Max Hodak Writings

Mindstate Design Labs

February 2022

In the paper Psychedelics and the Human Receptorome by Thomas Ray there is a supplementary material table that is one of my favorite datasets of all time. I keep a copy of it on my laptop, with some extra color-coding, and every now and then open it and just think about what this table is trying to tell us. The rows are drugs and the columns are receptor proteins expressed on neurons; the values are binding affinities, a measure of how strongly the drug interacts with the receptor.

Through the lens of the spike, we can think of the brain as a dynamical system whose state corresponds to the collective (“population”) firing activity. But we have to remember that the actual communication between neurons is mostly chemical, not electrical. If the only thing that mattered was spikes, evolution probably wouldn’t have developed the hundreds of neurotransmitters that actually transduce the signals across each synapse. 1

One reason evolution may have done this is if it simplified the inherent optimization problem by making it possible to tune separate neural “sub-systems” somewhat independently rather than having the whole thing so tightly coupled all the way through. This interpretation gives us a sense in which these receptors are essentially principal components of some abstract cognitive phase space. Understanding the geometry of this space is a central aim of neuroscience, since it would tell us a lot about how our brains work and why they look the way they do.

Psychedelics are pharmacological agents that act on these receptors and deform neural activity, leading to their signature hallucinogenic effects. As it turns out, many psychedelics are actually very safe in humans. (Physiologically: they are not toys and are for sure capable of causing psychological damage when mis-used.) This creates a promise of precision interrogation of neural processing along the dimensions of these receptor systems, potentially allowing us to dissect cognition and study it far more deeply than we have previously without an implant.

Dr. Ray’s research is arguably the continuation of the scientific program Alexander Shulgin began in the 1960s. While it may sound hard to believe today, all of Dr. Shulgin’s data was collected legally, as of course were the datasets in Dr. Ray’s papers. With the era of prohibition seemingly winding down on the heels of the successes of MDMA-assisted psychotherapy for PTSD, and ketamine and psilocybin for depression, to say nothing of growing cannabis legalization or the hundreds of millions of dollars raised by dozens of psychedelic commercialization startups, it feels like a window is opening to do serious, potentially breakthrough research and translate it into important therapies.

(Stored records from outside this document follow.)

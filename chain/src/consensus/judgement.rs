//! Judgement bookkeeping and the pruning quorum.
//!
//! Judgements are stored per block and per judge. A branch is pruned once
//! a strict majority of the admission set of the block's parent state has
//! rejected its root. Judges outside that set are never counted.
//!
//! Judgements may arrive before the block they are about. Those are held
//! as unsettled, for at most [`UNSETTLED_CAPACITY`] blocks, until the
//! block is processed and [`JudgementBook::settle`] filters them against
//! the parent state.

use std::collections::{HashMap, HashSet};
use std::num::NonZeroUsize;

use lru::LruCache;

use crate::ledger::Registrations;
use crate::types::{BlockHash, Judgement, PublicKey};

/// Blocks with unsettled judgements held before the oldest is dropped.
pub const UNSETTLED_CAPACITY: NonZeroUsize = NonZeroUsize::new(1024).unwrap();

/// Outcome of [`JudgementBook::record`].
#[derive(Clone, Copy, Debug, PartialEq, Eq)]
pub enum RecordOutcome {
    /// First judgement of this judge on this block.
    New,
    /// The judge already spoke on this block; the judgement was dropped.
    Duplicate,
    /// The signature does not verify; the judgement was dropped.
    BadSignature,
}

/// All judgements known to this node.
pub struct JudgementBook {
    by_block: HashMap<BlockHash, HashMap<PublicKey, Judgement>>,
    /// Blocks this node has already formed its own verdict on.
    judged: HashSet<BlockHash>,
    /// Blocks not yet processed here that already have judgements.
    unsettled: LruCache<BlockHash, ()>,
}

impl Default for JudgementBook {
    fn default() -> Self {
        Self::with_capacity(UNSETTLED_CAPACITY)
    }
}

impl JudgementBook {
    pub fn new() -> Self {
        Self::default()
    }

    /// A book holding unsettled judgements for at most `cap` blocks.
    pub fn with_capacity(cap: NonZeroUsize) -> Self {
        Self {
            by_block: HashMap::new(),
            judged: HashSet::new(),
            unsettled: LruCache::new(cap),
        }
    }

    /// Records a judgement if its signature verifies and the judge has
    /// not judged the block before.
    pub fn record(&mut self, judgement: Judgement) -> RecordOutcome {
        if !judgement.verify_signature() {
            return RecordOutcome::BadSignature;
        }
        let per_judge = self.by_block.entry(judgement.block_hash).or_default();
        if per_judge.contains_key(&judgement.judge) {
            return RecordOutcome::Duplicate;
        }
        per_judge.insert(judgement.judge.clone(), judgement);
        RecordOutcome::New
    }

    /// Records a judgement about a block this node has not processed.
    ///
    /// When more blocks are unsettled than the book holds, the judgements
    /// of the least recently touched one are dropped.
    pub fn record_unsettled(&mut self, judgement: Judgement) -> RecordOutcome {
        let hash = judgement.block_hash;
        let outcome = self.record(judgement);
        if outcome != RecordOutcome::New {
            return outcome;
        }
        if let Some((evicted, ())) = self.unsettled.push(hash, ()) {
            if evicted != hash {
                tracing::debug!(block = %evicted, "dropping judgements on a block that never arrived");
                self.by_block.remove(&evicted);
            }
        }
        outcome
    }

    /// Ends the unsettled period of `hash`, keeping only the judges
    /// admitted in `electorate`.
    pub fn settle(&mut self, hash: &BlockHash, electorate: &Registrations) {
        if self.unsettled.pop(hash).is_none() {
            return;
        }
        if let Some(per_judge) = self.by_block.get_mut(hash) {
            per_judge.retain(|judge, _| electorate.is_admission(judge));
        }
    }

    /// Drops everything known about `hash`.
    pub fn forget(&mut self, hash: &BlockHash) {
        self.by_block.remove(hash);
        self.judged.remove(hash);
        self.unsettled.pop(hash);
    }

    /// The judgement `judge` gave on `hash`, if any.
    pub fn verdict(&self, hash: &BlockHash, judge: &PublicKey) -> Option<&Judgement> {
        self.by_block.get(hash)?.get(judge)
    }

    /// Number of blocks with judgements on record.
    pub fn block_count(&self) -> usize {
        self.by_block.len()
    }

    /// Marks `hash` as judged by this node. Returns `false` if it was
    /// already judged.
    pub fn mark_judged(&mut self, hash: BlockHash) -> bool {
        self.judged.insert(hash)
    }

    pub fn has_judged(&self, hash: &BlockHash) -> bool {
        self.judged.contains(hash)
    }

    /// Every judgement recorded for `hash`.
    pub fn for_block(&self, hash: &BlockHash) -> Vec<Judgement> {
        self.by_block
            .get(hash)
            .map(|m| m.values().cloned().collect())
            .unwrap_or_default()
    }

    /// Number of distinct rejecting judges admitted in `electorate`.
    pub fn rejections(&self, hash: &BlockHash, electorate: &Registrations) -> usize {
        self.by_block.get(hash).map_or(0, |m| {
            m.values()
                .filter(|j| !j.accepted && electorate.is_admission(&j.judge))
                .count()
        })
    }

    /// Returns `true` once rejections outweigh half the electorate.
    pub fn has_rejection_quorum(&self, hash: &BlockHash, electorate: &Registrations) -> bool {
        let rejections = self.rejections(hash, electorate);
        rejections > 0 && 2 * rejections > electorate.admission_count()
    }
}

#[cfg(test)]
mod tests {
    use super::*;
    use crate::crypto::Keypair;
    use crate::types::{Block, Hash256, Permission, PermissionTransaction, WireFormat};

    fn dummy_hash(seed: &[u8]) -> BlockHash {
        BlockHash(Hash256::compute(seed))
    }

    fn electorate(keys: &[&Keypair]) -> Registrations {
        let fmt = WireFormat::default();
        let mut genesis = Block::genesis(keys[0], "0.0.1", 1, &fmt);
        for k in &keys[1..] {
            genesis.transactions.push(
                PermissionTransaction::new("0.0.1", 1, Permission::Admission, k.public_key().clone())
                    .sign(k)
                    .into(),
            );
        }
        let mut reg = Registrations::new();
        reg.apply_block(&genesis);
        reg
    }

    #[test]
    fn duplicate_and_forged_judgements_are_dropped() {
        let judge = Keypair::from_seed(&[1; 32]);
        let block = dummy_hash(b"b");
        let mut book = JudgementBook::new();

        assert_eq!(book.record(Judgement::new(block, false, &judge)), RecordOutcome::New);
        assert_eq!(book.record(Judgement::new(block, true, &judge)), RecordOutcome::Duplicate);

        let mut forged = Judgement::new(block, false, &Keypair::from_seed(&[2; 32]));
        forged.accepted = true;
        assert_eq!(book.record(forged), RecordOutcome::BadSignature);
        assert_eq!(book.for_block(&block).len(), 1);
    }

    #[test]
    fn strict_majority_of_admitted_judges_is_required() {
        let keys: Vec<Keypair> = (1..=4).map(|i| Keypair::from_seed(&[i; 32])).collect();
        let refs: Vec<&Keypair> = keys.iter().collect();
        let reg = electorate(&refs);
        let outsider = Keypair::from_seed(&[9; 32]);
        let block = dummy_hash(b"bad");
        let mut book = JudgementBook::new();

        book.record(Judgement::new(block, false, &keys[0]));
        book.record(Judgement::new(block, false, &keys[1]));
        book.record(Judgement::new(block, false, &outsider));
        book.record(Judgement::new(block, true, &keys[2]));
        // 2 of 4 is not a strict majority; the outsider does not count.
        assert_eq!(book.rejections(&block, &reg), 2);
        assert!(!book.has_rejection_quorum(&block, &reg));

        book.record(Judgement::new(block, false, &keys[3]));
        assert!(book.has_rejection_quorum(&block, &reg));
    }

    #[test]
    fn own_verdict_is_tracked_once() {
        let mut book = JudgementBook::new();
        let block = dummy_hash(b"x");
        assert!(book.mark_judged(block));
        assert!(!book.mark_judged(block));
        assert!(book.has_judged(&block));
    }

    #[test]
    fn unsettled_judgements_are_capped() {
        let judge = Keypair::from_seed(&[1; 32]);
        let mut book = JudgementBook::with_capacity(NonZeroUsize::new(2).expect("non-zero"));
        let blocks: Vec<BlockHash> = [b"a", b"b", b"c"].iter().map(|s| dummy_hash(*s)).collect();

        for block in &blocks {
            assert_eq!(book.record_unsettled(Judgement::new(*block, false, &judge)), RecordOutcome::New);
        }

        assert_eq!(book.block_count(), 2);
        assert!(book.for_block(&blocks[0]).is_empty());
        assert_eq!(book.for_block(&blocks[2]).len(), 1);
    }

    #[test]
    fn settling_keeps_only_admitted_judges_and_stops_eviction() {
        let keys: Vec<Keypair> = (1..=2).map(|i| Keypair::from_seed(&[i; 32])).collect();
        let reg = electorate(&[&keys[0], &keys[1]]);
        let outsider = Keypair::from_seed(&[9; 32]);
        let mut book = JudgementBook::with_capacity(NonZeroUsize::new(1).expect("non-zero"));
        let block = dummy_hash(b"early");

        book.record_unsettled(Judgement::new(block, false, &keys[0]));
        book.record_unsettled(Judgement::new(block, false, &outsider));
        book.settle(&block, &reg);
        assert_eq!(book.for_block(&block).len(), 1);
        assert!(book.verdict(&block, outsider.public_key()).is_none());

        // A later unsettled block no longer pushes the settled one out.
        book.record_unsettled(Judgement::new(dummy_hash(b"other"), false, &keys[1]));
        assert_eq!(book.for_block(&block).len(), 1);
    }

    #[test]
    fn forgetting_a_block_drops_its_verdicts() {
        let judge = Keypair::from_seed(&[1; 32]);
        let block = dummy_hash(b"gone");
        let mut book = JudgementBook::new();
        book.record(Judgement::new(block, false, &judge));
        book.mark_judged(block);

        book.forget(&block);
        assert!(book.for_block(&block).is_empty());
        assert!(!book.has_judged(&block));
        assert_eq!(book.block_count(), 0);
    }
}
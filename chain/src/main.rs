// src/main.rs
//
// Minimal single-node devnet that wires up the chain library:
//
// - file-backed block storage
// - base + permission validity
// - Prometheus metrics exporter on /metrics
// - election loop producing blocks whenever this node is the elected creator
//
// There is no HTTP peer surface here; use the `vaxchain-node` binary for
// a networked node.

use std::sync::Arc;

use tracing_subscriber::EnvFilter;

use vaxchain::{
    ChainConfig, ConsensusEngine, FileBlockStore, MetricsRegistry, crypto, current_unix_timestamp,
    default_validator, run_prometheus_http_server,
};

#[tokio::main]
async fn main() {
    tracing_subscriber::fmt()
        .with_env_filter(
            EnvFilter::try_from_default_env().unwrap_or_else(|_| EnvFilter::new("vaxchain=info")),
        )
        .init();

    if let Err(err) = run_node().await {
        tracing::error!("fatal error: {err}");
        std::process::exit(1);
    }
}

async fn run_node() -> Result<(), String> {
    let cfg = ChainConfig::from_env().map_err(|e| e.to_string())?;

    // ---------------------------
    // Metrics registry + exporter
    // ---------------------------

    let metrics = Arc::new(
        MetricsRegistry::new()
            .map_err(|e| format!("failed to initialise metrics registry: {e}"))?,
    );

    if cfg.metrics.enabled {
        let metrics_clone = metrics.clone();
        let addr = cfg.metrics.listen_addr;
        tokio::spawn(async move {
            if let Err(e) = run_prometheus_http_server(metrics_clone, addr).await {
                tracing::error!("metrics HTTP server error: {e}");
            }
        });
        tracing::info!("metrics exporter listening on http://{addr}/metrics");
    }

    // ---------------------------
    // Identity, storage, engine
    // ---------------------------

    let keypair = crypto::load_or_generate(&cfg.key_file)
        .map_err(|e| format!("cannot establish node identity: {e}"))?;

    let store = FileBlockStore::open(&cfg.storage, cfg.consensus.wire).map_err(|e| {
        format!(
            "failed to open block store at {}: {e}",
            cfg.storage.dir.display()
        )
    })?;

    let validator = default_validator(&cfg.consensus);
    let mut engine = ConsensusEngine::new(cfg.consensus.clone(), store, validator, keypair)
        .with_metrics(metrics.consensus.clone());

    let loaded = engine
        .rehydrate()
        .map_err(|e| format!("failed to load chain: {e}"))?;
    if loaded == 0 {
        engine
            .create_genesis(current_unix_timestamp())
            .map_err(|e| format!("failed to create genesis: {e}"))?;
    }

    // ---------------------------
    // Election loop
    // ---------------------------

    let tick = cfg.consensus.election_interval();
    tracing::info!(
        key = %engine.public_key().short(),
        block_time_secs = cfg.consensus.block_time_secs,
        "starting single-node election loop"
    );

    loop {
        match engine.run_election_round(current_unix_timestamp()) {
            Ok(produced) => {
                if !produced.is_empty() {
                    tracing::debug!(blocks = produced.len(), "election round produced blocks");
                }
            }
            Err(e) => {
                engine.note_election_error();
                tracing::warn!("election round failed: {e}");
            }
        }

        tokio::time::sleep(tick).await;
    }
}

As I write often here, in a very deep sense you are your brain, and better drugs have an important and complementary role to play alongside better optical and electrophysiological methods in engineering the brain.

Thomas Ray has teamed up with Dillan DiNardo, an entrepreneur who most recently did biopharma and medical device investing for UPMC, a major healthcare system in Pittsburgh, to start Mindstate Design Labs. Their goal is to pursue Dr. Ray’s “mental organs” hypothesis and hopefully gain a more detailed understanding of how and why psychedelics work with the aim of engineering better ones. I’m delighted to back Thomas and Dillan as part of an $11.5M round led by Initialized. It’s super early for Mindstate’s work, but I’m excited to see where the science takes us!

1. Indeed, there are only a couple pure “fast” neurotransmitters, mainly glutamate which is excitatory and GABA which is inhibitory, and these represent the vast majority of synapses in the human brain. In effect evolution has discovered a 2-bit “basic” spike, where glutamate signals a “positive” input to the post-synaptic neuron and GABA signals a “negative” input. While other neurotransmitters can also cause “fast” ion flows, the interesting effects associated with things like serotonin, dopamine or opioid receptors are metabolic effects in the downstream neuron. This kind of “slow synaptic transmission” is enormously more complicated than most people ever think about and won a Nobel Prize in 2000.